[Dataset content]
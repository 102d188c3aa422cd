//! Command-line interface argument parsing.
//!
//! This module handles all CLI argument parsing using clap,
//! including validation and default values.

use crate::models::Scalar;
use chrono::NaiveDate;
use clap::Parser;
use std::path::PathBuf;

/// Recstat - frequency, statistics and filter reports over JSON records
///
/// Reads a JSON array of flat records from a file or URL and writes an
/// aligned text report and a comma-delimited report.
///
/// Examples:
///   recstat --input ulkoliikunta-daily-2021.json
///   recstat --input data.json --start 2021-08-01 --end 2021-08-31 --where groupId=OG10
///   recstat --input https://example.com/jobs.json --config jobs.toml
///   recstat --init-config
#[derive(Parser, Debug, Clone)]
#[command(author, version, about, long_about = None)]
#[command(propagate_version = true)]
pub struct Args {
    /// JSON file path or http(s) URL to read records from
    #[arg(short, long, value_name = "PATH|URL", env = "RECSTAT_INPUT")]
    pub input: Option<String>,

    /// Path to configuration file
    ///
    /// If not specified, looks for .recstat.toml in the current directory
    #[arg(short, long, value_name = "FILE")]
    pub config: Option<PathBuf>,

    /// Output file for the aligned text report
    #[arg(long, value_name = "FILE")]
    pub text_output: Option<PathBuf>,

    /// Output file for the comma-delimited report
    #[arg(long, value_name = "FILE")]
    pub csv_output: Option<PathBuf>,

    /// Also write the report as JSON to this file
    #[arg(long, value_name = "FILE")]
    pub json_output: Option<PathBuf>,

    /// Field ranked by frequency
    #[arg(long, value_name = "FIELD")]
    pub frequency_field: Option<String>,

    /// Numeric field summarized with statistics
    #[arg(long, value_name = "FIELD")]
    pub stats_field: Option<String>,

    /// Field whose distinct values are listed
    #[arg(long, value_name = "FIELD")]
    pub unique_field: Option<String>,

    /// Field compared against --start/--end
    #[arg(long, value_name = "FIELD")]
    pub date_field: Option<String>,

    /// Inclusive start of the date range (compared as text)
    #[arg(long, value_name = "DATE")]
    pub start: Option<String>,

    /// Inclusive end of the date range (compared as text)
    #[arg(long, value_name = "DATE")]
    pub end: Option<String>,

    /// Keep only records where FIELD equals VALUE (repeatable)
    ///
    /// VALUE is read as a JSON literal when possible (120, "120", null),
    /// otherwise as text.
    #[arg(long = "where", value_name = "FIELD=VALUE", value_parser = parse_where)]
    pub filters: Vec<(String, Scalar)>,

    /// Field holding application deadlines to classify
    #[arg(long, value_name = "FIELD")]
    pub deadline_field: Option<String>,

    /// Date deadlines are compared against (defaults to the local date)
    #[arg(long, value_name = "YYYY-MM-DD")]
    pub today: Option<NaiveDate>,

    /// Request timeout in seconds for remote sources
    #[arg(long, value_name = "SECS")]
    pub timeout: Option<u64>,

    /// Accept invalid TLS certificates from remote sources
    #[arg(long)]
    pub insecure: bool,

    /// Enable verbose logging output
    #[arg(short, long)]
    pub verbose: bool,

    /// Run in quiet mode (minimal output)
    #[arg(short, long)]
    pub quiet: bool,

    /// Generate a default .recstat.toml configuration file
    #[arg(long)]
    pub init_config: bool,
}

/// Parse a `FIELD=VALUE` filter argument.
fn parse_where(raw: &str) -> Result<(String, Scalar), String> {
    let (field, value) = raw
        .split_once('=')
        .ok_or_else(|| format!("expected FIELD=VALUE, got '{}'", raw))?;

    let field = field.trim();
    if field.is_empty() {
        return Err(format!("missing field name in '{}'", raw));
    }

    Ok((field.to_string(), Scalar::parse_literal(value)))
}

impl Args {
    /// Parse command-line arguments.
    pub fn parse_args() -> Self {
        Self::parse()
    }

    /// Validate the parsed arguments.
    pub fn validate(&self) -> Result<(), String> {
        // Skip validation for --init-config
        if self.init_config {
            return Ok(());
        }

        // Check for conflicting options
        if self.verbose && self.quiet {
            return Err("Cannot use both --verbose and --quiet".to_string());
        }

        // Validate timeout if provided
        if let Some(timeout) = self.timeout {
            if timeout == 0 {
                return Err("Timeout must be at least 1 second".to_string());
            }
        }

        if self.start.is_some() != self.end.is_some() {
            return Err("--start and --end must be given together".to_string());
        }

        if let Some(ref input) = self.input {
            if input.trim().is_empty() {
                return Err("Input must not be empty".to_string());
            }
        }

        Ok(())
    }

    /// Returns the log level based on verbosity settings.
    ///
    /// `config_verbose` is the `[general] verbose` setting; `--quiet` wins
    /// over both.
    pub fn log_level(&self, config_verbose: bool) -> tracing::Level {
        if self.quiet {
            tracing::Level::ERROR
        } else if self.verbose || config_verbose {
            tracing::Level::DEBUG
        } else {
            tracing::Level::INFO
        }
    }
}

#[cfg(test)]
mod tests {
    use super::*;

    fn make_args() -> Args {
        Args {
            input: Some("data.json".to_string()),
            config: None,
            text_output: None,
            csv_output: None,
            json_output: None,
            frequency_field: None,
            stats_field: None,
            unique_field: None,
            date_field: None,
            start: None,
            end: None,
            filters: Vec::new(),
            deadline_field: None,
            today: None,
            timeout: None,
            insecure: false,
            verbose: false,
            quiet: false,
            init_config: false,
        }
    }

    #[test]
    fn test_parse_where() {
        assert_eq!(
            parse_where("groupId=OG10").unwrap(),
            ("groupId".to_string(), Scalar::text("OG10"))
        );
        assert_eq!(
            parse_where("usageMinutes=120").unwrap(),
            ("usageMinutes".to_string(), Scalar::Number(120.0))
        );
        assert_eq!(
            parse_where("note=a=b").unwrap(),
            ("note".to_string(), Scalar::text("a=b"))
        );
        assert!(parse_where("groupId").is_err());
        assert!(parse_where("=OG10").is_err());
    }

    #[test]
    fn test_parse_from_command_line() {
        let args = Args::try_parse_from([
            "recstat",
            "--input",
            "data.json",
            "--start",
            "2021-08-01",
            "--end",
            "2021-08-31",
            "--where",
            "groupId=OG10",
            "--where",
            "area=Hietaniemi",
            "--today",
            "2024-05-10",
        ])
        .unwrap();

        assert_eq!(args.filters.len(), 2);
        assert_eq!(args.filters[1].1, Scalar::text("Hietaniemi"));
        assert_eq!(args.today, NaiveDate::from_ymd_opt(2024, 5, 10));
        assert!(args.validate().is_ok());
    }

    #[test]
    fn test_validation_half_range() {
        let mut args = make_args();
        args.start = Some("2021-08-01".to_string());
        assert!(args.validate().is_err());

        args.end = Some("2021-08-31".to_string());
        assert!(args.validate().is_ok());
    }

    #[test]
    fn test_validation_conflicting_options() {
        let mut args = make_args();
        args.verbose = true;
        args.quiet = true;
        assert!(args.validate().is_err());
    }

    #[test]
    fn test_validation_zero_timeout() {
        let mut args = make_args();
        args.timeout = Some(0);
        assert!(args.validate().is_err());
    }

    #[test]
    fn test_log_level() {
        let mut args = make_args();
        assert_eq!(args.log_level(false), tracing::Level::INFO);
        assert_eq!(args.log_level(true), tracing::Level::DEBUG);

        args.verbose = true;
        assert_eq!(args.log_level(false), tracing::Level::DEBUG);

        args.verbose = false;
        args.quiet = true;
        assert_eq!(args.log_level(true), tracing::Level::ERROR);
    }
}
[/Dataset content]
## Task prompt
Reproduce the entries exactly, dropping nothing.

## Result of the exercise
repository 102d188c3aa422cd
//! Command-line interface argument parsing.
//!
//! This module handles all CLI argument parsing using clap,
//! including validation and default values.

use crate::models::Scalar;
use chrono::NaiveDate;
use clap::Parser;
use std::path::PathBuf;

/// Recstat - frequency, statistics and filter reports over JSON records
///
/// Reads a JSON array of flat records from a file or URL and writes an
/// aligned text report and a comma-delimited report.
///
/// Examples:
///   recstat --input ulkoliikunta-daily-2021.json
///   recstat --input data.json --start 2021-08-01 --end 2021-08-31 --where groupId=OG10
///   recstat --input https://example.com/jobs.json --config jobs.toml
///   recstat --init-config
#[derive(Parser, Debug, Clone)]
#[command(author, version, about, long_about = None)]
#[command(propagate_version = true)]
pub struct Args {
    /// JSON file path or http(s) URL to read records from
    #[arg(short, long, value_name = "PATH|URL", env = "RECSTAT_INPUT")]
    pub input: Option<String>,

    /// Path to configuration file
    ///
    /// If not specified, looks for .recstat.toml in the current directory
    #[arg(short, long, value_name = "FILE")]
    pub config: Option<PathBuf>,

    /// Output file for the aligned text report
    #[arg(long, value_name = "FILE")]
    pub text_output: Option<PathBuf>,

    /// Output file for the comma-delimited report
    #[arg(long, value_name = "FILE")]
    pub csv_output: Option<PathBuf>,

    /// Also write the report as JSON to this file
    #[arg(long, value_name = "FILE")]
    pub json_output: Option<PathBuf>,

    /// Field ranked by frequency
    #[arg(long, value_name = "FIELD")]
    pub frequency_field: Option<String>,

    /// Numeric field summarized with statistics
    #[arg(long, value_name = "FIELD")]
    pub stats_field: Option<String>,

    /// Field whose distinct values are listed
    #[arg(long, value_name = "FIELD")]
    pub unique_field: Option<String>,

    /// Field compared against --start/--end
    #[arg(long, value_name = "FIELD")]
    pub date_field: Option<String>,

    /// Inclusive start of the date range (compared as text)
    #[arg(long, value_name = "DATE")]
    pub start: Option<String>,

    /// Inclusive end of the date range (compared as text)
    #[arg(long, value_name = "DATE")]
    pub end: Option<String>,

    /// Keep only records where FIELD equals VALUE (repeatable)
    ///
    /// VALUE is read as a JSON literal when possible (120, "120", null),
    /// otherwise as text.
    #[arg(long = "where", value_name = "FIELD=VALUE", value_parser = parse_where)]
    pub filters: Vec<(String, Scalar)>,

    /// Field holding application deadlines to classify
    #[arg(long, value_name = "FIELD")]
    pub deadline_field: Option<String>,

    /// Date deadlines are compared against (defaults to the local date)
    #[arg(long, value_name = "YYYY-MM-DD")]
    pub today: Option<NaiveDate>,

    /// Request timeout in seconds for remote sources
    #[arg(long, value_name = "SECS")]
    pub timeout: Option<u64>,

    /// Accept invalid TLS certificates from remote sources
    #[arg(long)]
    pub insecure: bool,

    /// Enable verbose logging output
    #[arg(short, long)]
    pub verbose: bool,

    /// Run in quiet mode (minimal output)
    #[arg(short, long)]
    pub quiet: bool,

    /// Generate a default .recstat.toml configuration file
    #[arg(long)]
    pub init_config: bool,
}

/// Parse a `FIELD=VALUE` filter argument.
fn parse_where(raw: &str) -> Result<(String, Scalar), String> {
    let (field, value) = raw
        .split_once('=')
        .ok_or_else(|| format!("expected FIELD=VALUE, got '{}'", raw))?;

    let field = field.trim();
    if field.is_empty() {
        return Err(format!("missing field name in '{}'", raw));
    }

    Ok((field.to_string(), Scalar::parse_literal(value)))
}

impl Args {
    /// Parse command-line arguments.
    pub fn parse_args() -> Self {
        Self::parse()
    }

    /// Validate the parsed arguments.
    pub fn validate(&self) -> Result<(), String> {
        // Skip validation for --init-config
        if self.init_config {
            return Ok(());
        }

        // Check for conflicting options
        if self.verbose && self.quiet {
            return Err("Cannot use both --verbose and --quiet".to_string());
        }

        // Validate timeout if provided
        if let Some(timeout) = self.timeout {
            if timeout == 0 {
                return Err("Timeout must be at least 1 second".to_string());
            }
        }

        if self.start.is_some() != self.end.is_some() {
            return Err("--start and --end must be given together".to_string());
        }

        if let Some(ref input) = self.input {
            if input.trim().is_empty() {
                return Err("Input must not be empty".to_string());
            }
        }

        Ok(())
    }

    /// Returns the log level based on verbosity settings.
    ///
    /// `config_verbose` is the `[general] verbose` setting; `--quiet` wins
    /// over both.
    pub fn log_level(&self, config_verbose: bool) -> tracing::Level {
        if self.quiet {
            tracing::Level::ERROR
        } else if self.verbose || config_verbose {
            tracing::Level::DEBUG
        } else {
            tracing::Level::INFO
        }
    }
}

#[cfg(test)]
mod tests {
    use super::*;

    fn make_args() -> Args {
        Args {
            input: Some("data.json".to_string()),
            config: None,
            text_output: None,
            csv_output: None,
            json_output: None,
            frequency_field: None,
            stats_field: None,
            unique_field: None,
            date_field: None,
            start: None,
            end: None,
            filters: Vec::new(),
            deadline_field: None,
            today: None,
            timeout: None,
            insecure: false,
            verbose: false,
            quiet: false,
            init_config: false,
        }
    }

    #[test]
    fn test_parse_where() {
        assert_eq!(
            parse_where("groupId=OG10").unwrap(),
            ("groupId".to_string(), Scalar::text("OG10"))
        );
        assert_eq!(
            parse_where("usageMinutes=120").unwrap(),
            ("usageMinutes".to_string(), Scalar::Number(120.0))
        );
        assert_eq!(
            parse_where("note=a=b").unwrap(),
            ("note".to_string(), Scalar::text("a=b"))
        );
        assert!(parse_where("groupId").is_err());
        assert!(parse_where("=OG10").is_err());
    }

    #[test]
    fn test_parse_from_command_line() {
        let args = Args::try_parse_from([
            "recstat",
            "--input",
            "data.json",
            "--start",
            "2021-08-01",
            "--end",
            "2021-08-31",
            "--where",
            "groupId=OG10",
            "--where",
            "area=Hietaniemi",
            "--today",
            "2024-05-10",
        ])
        .unwrap();

        assert_eq!(args.filters.len(), 2);
        assert_eq!(args.filters[1].1, Scalar::text("Hietaniemi"));
        assert_eq!(args.today, NaiveDate::from_ymd_opt(2024, 5, 10));
        assert!(args.validate().is_ok());
    }

    #[test]
    fn test_validation_half_range() {
        let mut args = make_args();
        args.start = Some("2021-08-01".to_string());
        assert!(args.validate().is_err());

        args.end = Some("2021-08-31".to_string());
        assert!(args.validate().is_ok());
    }

    #[test]
    fn test_validation_conflicting_options() {
        let mut args = make_args();
        args.verbose = true;
        args.quiet = true;
        assert!(args.validate().is_err());
    }

    #[test]
    fn test_validation_zero_timeout() {
        let mut args = make_args();
        args.timeout = Some(0);
        assert!(args.validate().is_err());
    }

    #[test]
    fn test_log_level() {
        let mut args = make_args();
        assert_eq!(args.log_level(false), tracing::Level::INFO);
        assert_eq!(args.log_level(true), tracing::Level::DEBUG);

        args.verbose = true;
        assert_eq!(args.log_level(false), tracing::Level::DEBUG);

        args.verbose = false;
        args.quiet = true;
        assert_eq!(args.log_level(true), tracing::Level::ERROR);
    }
}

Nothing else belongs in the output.